One paved road, right down the center of town, wide enough for two big military re-supply trucks to rumble through without slowing down. Toddlers wearing wool sweaters, but no pants, stumbled through the muck on the side of the road, chasing chickens and an occasional small pig. Adults with wooden A-frames strapped to their backs hoisted hay, firewood, and gunny sacks full of cabbage toward the village’s open-air market. On the outskirts of town, a few farmhouses were visible but not many. Some roofs were tile, like the whitewashed police station, but most of the hovels settled for the traditional straw-thatched roofs that had been used in Asia since the beginning of recorded time.

About a hundred yards on the far side of the village we came to a road that Lieutenant Park had told us we’d find. An arrow-shaped sign pointing north said USFK firing range No. 13, north 2km. The road was made of hard-packed mud and gravel and sat a few inches above the swampy grasslands surrounding it. Ernie shoved the jeep into low gear and made the turn.

“Hold onto your hat,” he said.

He was enjoying this a lot more than I was.

Was all this effort really worth our time? What would the members of Charley Battery have to tell us? If the sketch we showed them wasn’t Boltworks, all would be for naught. If it was him, we still wouldn’t learn much. Since he’d been AWOL for over a month, it was unlikely that anybody in the unit would have any idea about where to find him. Still, we had to ask. That’s what police work is all about.

Major Oliver back at Camp Pelham told us that Nightmare Range had been the site of a series of ferocious battles between the 8th United States Army and what was called, in those days, the CHICOMs, the Chinese Communist People’s Army. Known to GIs as “Joe Chink.” In the foreboding terrain we were traveling through now, I could imagine what it must’ve been like. Explosions everywhere, bayonet charges, hand-to-hand combat, men screaming, rolling through the cold mud and hot blood. And the mountains around us made things worse. They looked primeval: jagged, muddy, ringed with low-lying clouds that blocked the afternoon sun.

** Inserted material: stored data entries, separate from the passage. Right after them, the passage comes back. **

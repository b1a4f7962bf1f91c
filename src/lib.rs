//! Interactive architecture flow diagram: a Leptos client-side app that draws
//! fixed nodes and orthogonally routed connectors on a canvas and highlights
//! one flow category at a time.

use leptos::prelude::*;
use leptos_meta::*;
use leptos_router::components::*;
use leptos_router::path;
use log::{Level, info};

mod components;
mod pages;

pub use crate::components::flow_diagram::{error, layout, routing, sequencer, types};

use crate::pages::home::Home;
use crate::pages::not_found::NotFound;

/// Route browser console output through `log` and report panics there too.
/// Safe to call more than once.
pub fn init_logging() {
	if console_log::init_with_level(Level::Debug).is_ok() {
		info!("Console logging ready");
	}
	console_error_panic_hook::set_once();
}

/// Root view: document metadata plus a router with the diagram at `/` and a
/// not-found page for every other path.
#[component]
pub fn App() -> impl IntoView {
	provide_meta_context();

	view! {
		<Html attr:lang="en" attr:dir="ltr" attr:data-theme="dark" />

		<Title text="Architecture Flow Diagram" />

		<Meta charset="UTF-8" />
		<Meta name="viewport" content="width=device-width, initial-scale=1.0" />

		<Router>
			<Routes fallback=|| view! { <NotFound /> }>
				<Route path=path!("/") view=Home />
			</Routes>
		</Router>
	}
}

I shivered and hugged myself, wishing we were back in the cozy alleyways of Itaewon.

It took us ten minutes to drive the two kilometers the little sign had been talking about. When we arrived, we found a flat swampy area, but no field artillery unit.

“Charley Battery’s moved out,” Ernie said.

Fresh tire tracks were everywhere. I climbed out of the jeep and studied them.

“They’re heading north, up this road,” I said.

“Good work, Tonto.”

You didn’t exactly have to be an Apache tracker to see where they’d gone. The mud and gravel had been plowed up everywhere.